The difference plot This shows that the differences are mostly large upward, followed by slower downward changes. This is typical of a physical process, and also of most audio signals. The upward peaks are close to 1, meaning that they are rapid increases in loudness. The string at the bottom gives a block to block change of.08. Without some observation of other signals, this is not yet clearly meaningful. (remember.08 is not necessarily a small average absolute value, we have no scaling here)
The Level Histogram This shows that there is, effectively, no clipping, and that the center half of the PCM levels are heavily used. Zero (or close) is expected to be the most common level, and it is. Outside of the very center, the roll off in frequency of PCM bin is more or less a straight line, making it close to log-normal. This is “as expected” from the basic mathematics.
And, a different signal Yes, a horse of another color!
The Loudness Plot It’s very, very loud. The peak in the distribution is quite narrow, meaning level does not change a lot. There is a secondary near-peak at lower loudness. This is shown to be “the quiet part” when looking at the time-domain plot, not some kind of unusual local (in time) dynamics. It has a much lower dynamic range. If we ignore the “quiet part” it has very little dynamic range at all. Its mean loudness is 235. Compare that to the previous clip, which is at 87. Yes, it’s loud. It’s supposed to be, of course.

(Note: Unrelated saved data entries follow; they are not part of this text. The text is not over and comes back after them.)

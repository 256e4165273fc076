//! Presence member map for one channel.
//!
//! Holds the latest presence message per member, decides whether an incoming
//! message supersedes the stored one, and reconciles the set at the end of a
//! SYNC: members present when the SYNC began that the server never mentioned
//! again are removed and reported as synthetic LEAVEs.

use std::collections::{HashMap, HashSet};

use tokio::sync::watch;

use crate::protocol::{PresenceAction, PresenceMessage};

pub struct PresenceMap {
    members: HashMap<String, PresenceMessage>,
    /// Members entered by this client's own connection.
    internal_members: HashMap<String, PresenceMessage>,
    sync_in_progress: bool,
    sync_session_id: Option<String>,
    /// Keys present when the current SYNC began and not seen in it since.
    residual: HashSet<String>,
    connection_id: watch::Receiver<Option<String>>,
}

impl PresenceMap {
    pub fn new(connection_id: watch::Receiver<Option<String>>) -> Self {
        Self {
            members: HashMap::new(),
            internal_members: HashMap::new(),
            sync_in_progress: false,
            sync_session_id: None,
            residual: HashSet::new(),
            connection_id,
        }
    }

    pub fn members(&self) -> &HashMap<String, PresenceMessage> {
        &self.members
    }

    pub fn internal_members(&self) -> &HashMap<String, PresenceMessage> {
        &self.internal_members
    }

    pub fn get(&self, member_key: &str) -> Option<&PresenceMessage> {
        self.members.get(member_key)
    }

    pub fn sync_in_progress(&self) -> bool {
        self.sync_in_progress
    }

    pub fn sync_session_id(&self) -> Option<&str> {
        self.sync_session_id.as_deref()
    }

    pub fn len(&self) -> usize {
        self.members.len()
    }

    pub fn is_empty(&self) -> bool {
        self.members.is_empty()
    }

    /// Apply `msg` to the map. Returns `true` when the message was newer than
    /// the stored entry and an event should be emitted for it.
    pub fn process_member(&mut self, msg: &PresenceMessage) -> bool {
        let key = msg.member_key();
        let announces_presence = matches!(
            msg.action,
            PresenceAction::Enter | PresenceAction::Present | PresenceAction::Update
        );
        if announces_presence {
            self.residual.remove(&key);
        }

        if let Some(existing) = self.members.get(&key)
            && !is_newer(msg, existing)
        {
            tracing::trace!(member = %key, action = %msg.action, "Stale presence message ignored");
            return false;
        }

        match msg.action {
            PresenceAction::Enter | PresenceAction::Present | PresenceAction::Update => {
                let mut stored = msg.clone();
                stored.action = PresenceAction::Present;
                if self.is_own_connection(msg) {
                    self.internal_members.insert(key.clone(), stored.clone());
                }
                self.members.insert(key, stored);
                true
            }
            PresenceAction::Leave => {
                if self.is_own_connection(msg) && !msg.is_synthesized() {
                    self.internal_members.remove(&key);
                }
                if self.sync_in_progress {
                    let mut tombstone = msg.clone();
                    tombstone.action = PresenceAction::Absent;
                    self.members.insert(key, tombstone);
                    true
                } else {
                    match self.members.remove(&key) {
                        Some(removed) => removed.action != PresenceAction::Absent,
                        None => true,
                    }
                }
            }
            PresenceAction::Absent => {
                tracing::debug!(member = %key, "Ignoring inbound presence message with action absent");
                false
            }
        }
    }

    /// Start or continue a SYNC. Pages of the same session keep the baseline;
    /// a different session id begins a new episode.
    pub fn begin_sync(&mut self, session_id: Option<String>) {
        if !self.sync_in_progress {
            self.start_episode(session_id);
            return;
        }
        let Some(new) = session_id else { return };
        if self.sync_session_id.is_none() {
            self.sync_session_id = Some(new);
        } else if self.sync_session_id.as_deref() != Some(new.as_str()) {
            tracing::debug!(session = %new, "New SYNC session replaces the one in progress");
            self.start_episode(Some(new));
        }
    }

    /// Begin a fresh SYNC episode regardless of any in progress.
    pub fn restart_sync(&mut self) {
        self.start_episode(None);
    }

    fn start_episode(&mut self, session_id: Option<String>) {
        self.members.retain(|_, m| m.action != PresenceAction::Absent);
        self.residual = self.members.keys().cloned().collect();
        self.sync_in_progress = true;
        self.sync_session_id = session_id;
    }

    /// Finish the SYNC. Returns a synthetic LEAVE for every member that was
    /// present when the SYNC began and was not mentioned by it.
    pub fn end_sync(&mut self) -> Vec<PresenceMessage> {
        if !self.sync_in_progress {
            return Vec::new();
        }
        self.sync_in_progress = false;
        self.sync_session_id = None;
        self.members.retain(|_, m| m.action != PresenceAction::Absent);

        let now = chrono::Utc::now().timestamp_millis();
        let mut residual: Vec<String> = std::mem::take(&mut self.residual).into_iter().collect();
        residual.sort();

        let leaves: Vec<PresenceMessage> = residual
            .into_iter()
            .filter_map(|key| self.members.remove(&key))
            .map(|member| synthetic_leave(&member, now))
            .collect();
        tracing::debug!(
            removed = leaves.len(),
            remaining = self.members.len(),
            "Presence SYNC complete"
        );
        leaves
    }

    /// Drop every member and any SYNC in progress. Emits nothing.
    pub fn clear(&mut self) {
        self.members.clear();
        self.internal_members.clear();
        self.residual.clear();
        self.sync_in_progress = false;
        self.sync_session_id = None;
    }

    fn is_own_connection(&self, msg: &PresenceMessage) -> bool {
        let own = self.connection_id.borrow();
        own.is_some() && *own == msg.connection_id
    }
}

/// A LEAVE generated locally for `member`, stamped with `now_ms`.
pub(crate) fn synthetic_leave(member: &PresenceMessage, now_ms: i64) -> PresenceMessage {
    PresenceMessage {
        action: PresenceAction::Leave,
        id: None,
        timestamp: Some(now_ms),
        ..member.clone()
    }
}

/// The action an accepted message is stored under. A LEAVE is only ever
/// stored as a tombstone.
fn stored_action(action: PresenceAction) -> PresenceAction {
    match action {
        PresenceAction::Enter | PresenceAction::Update => PresenceAction::Present,
        PresenceAction::Leave => PresenceAction::Absent,
        other => other,
    }
}

/// Whether `incoming` supersedes `existing` for the same member.
fn is_newer(incoming: &PresenceMessage, existing: &PresenceMessage) -> bool {
    // A redelivery of the message already stored.
    if incoming.id == existing.id
        && incoming.timestamp == existing.timestamp
        && stored_action(incoming.action) == existing.action
    {
        return false;
    }
    if existing.action == PresenceAction::Absent {
        return true;
    }

    let ids = incoming.parse_id().zip(existing.parse_id());
    match ids {
        Some((a, b)) if !incoming.is_synthesized() && !existing.is_synthesized() => {
            (a.msg_serial, a.index) > (b.msg_serial, b.index)
        }
        _ => match (incoming.timestamp, existing.timestamp) {
            (None, _) => false,
            (Some(_), None) => true,
            (Some(a), Some(b)) => a >= b,
        },
    }
}
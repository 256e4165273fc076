//! Connection lifecycle state machine.
//!
//! Like the channel machine, [`ConnectionStateMachine::handle`] never blocks:
//! it updates state and returns the transport operations, timers and events
//! the event loop should apply.

use std::collections::VecDeque;
use std::sync::Arc;
use std::time::Duration;

use tokio::sync::watch;
use tokio::time::Instant;

use crate::clock::Clock;
use crate::protocol::{Action, ErrorInfo, ProtocolMessage, error_code, error_or_unknown};
use crate::retry::{ConnectionRetryState, RetryDelayCalculator};
use crate::types::{ClientOptions, Completion, ConnectionState, ConnectionStateChange};

// ---------------------------------------------------------------------------
// Inputs and effects
// ---------------------------------------------------------------------------

#[derive(Debug)]
pub enum ConnectionInput {
    Connect,
    Close,
    TransportOpened,
    TransportClosed(Option<ErrorInfo>),
    Inbound(ProtocolMessage),
    Timer(ConnectionTimer, u64),
    Send {
        message: ProtocolMessage,
        completion: Completion,
    },
}

#[derive(Debug, Clone, Copy, PartialEq, Eq)]
pub enum ConnectionTimer {
    ConnectTimeout,
    Retry,
    /// Fires `connection_state_ttl` after the connection was first lost.
    Suspend,
    Idle,
    CloseTimeout,
}

#[derive(Debug)]
pub enum ConnectionEffect {
    OpenTransport {
        resume_key: Option<String>,
    },
    CloseTransport,
    SendFrame(ProtocolMessage),
    ScheduleTimer {
        timer: ConnectionTimer,
        delay: Duration,
        generation: u64,
    },
    Emit(ConnectionStateChange),
    NotifyChannels {
        change: ConnectionStateChange,
        resumed: bool,
    },
    RouteToChannel(ProtocolMessage),
    Complete {
        completion: Completion,
        result: Result<(), ErrorInfo>,
    },
}

type Effects = Vec<ConnectionEffect>;

#[derive(Debug)]
struct PendingMessage {
    serial: i64,
    message: ProtocolMessage,
    completion: Completion,
}

/// Returns true if the error is transient and the connection should retry.
/// Non-retriable: 4xx status codes outside the connection-error code list.
fn is_retriable(err: &ErrorInfo) -> bool {
    const CONNECTION_ERROR_CODES: &[i32] = &[
        error_code::DISCONNECTED,
        error_code::SUSPENDED,
        error_code::FAILED,
        error_code::CONNECTION_CLOSED,
        50002, // UNKNOWN_CONNECTION_ERR
        50001, // UNKNOWN_CHANNEL_ERR
    ];
    match err.status_code {
        None => true,
        Some(sc) if sc >= 500 => true,
        Some(_) => CONNECTION_ERROR_CODES.contains(&err.code),
    }
}

fn millis(ms: i64) -> Duration {
    Duration::from_millis(ms.max(0) as u64)
}

// ---------------------------------------------------------------------------
// State machine
// ---------------------------------------------------------------------------

pub struct ConnectionStateMachine {
    state: ConnectionState,
    error_reason: Option<ErrorInfo>,
    generation: u64,
    retry: ConnectionRetryState,
    clock: Arc<dyn Clock>,

    queue_messages: bool,
    realtime_request_timeout: Duration,
    suspended_retry_timeout: Duration,
    connection_state_ttl: Duration,
    max_idle_interval: Duration,

    connection_id: Option<String>,
    connection_id_tx: watch::Sender<Option<String>>,
    connection_key: Option<String>,
    has_connected: bool,

    /// When the current outage started; cleared on CONNECTED.
    connection_lost_at: Option<Instant>,
    /// Generation for the `Suspend` timer, which outlives individual
    /// transitions.
    lost_generation: u64,
    last_activity: Instant,

    msg_serial: i64,
    pending: VecDeque<PendingMessage>,
    queued: VecDeque<(ProtocolMessage, Completion)>,
    close_requested: bool,
}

The difference plot Here there are bursts of local dynamics, interspersed with sections of very little variation in the local dynamics. The mean average block to block change is.06. This is not that much smaller than the.08 above, which suggests that small changes may be important.
The level histogram This is a poster boy for clipped. Do I need to explain? If I do, shout out, and I’ll explain. Those “train tracks” at the sides are classic evidence of clipping. You may be surprised to find that kind of clipping not always at max and min. Don’t ask me!
What else to say? It’s very, very smooth. No peaks, no dips Every attack is the percussion machine behind the group Not loud at all. Very nice use of the CD’s full range with no clipping. Interblock mean absolute difference of.05. – Without the cymbal it would be even smaller.
Yeah…. It’s loud. It has very little internal dynamics It’s loud. Did I mention it’s loud? Note it doesn’t show extensive clipping like some of the other tracks, but here is a most unusual peak near negative maximum. Oh, and it’s loud. And squished flat.
What here? It’s relatively quiet, but has some strong peaks. Its average mean difference is high, at.09 There is something interesting in the level histogram. To explain: – There are many levels in 1 vertical pixel. – What’s plotted is the most common and least common in each bar. – Notice the many, many BOTTOMS to the level histogram? That’s kind of important.
That’s actually quite important What the level histogram shows in this case is that there are many “missing codes”, that is to say that many PCM codewords are unused. This means that the file was mistreated somewhere.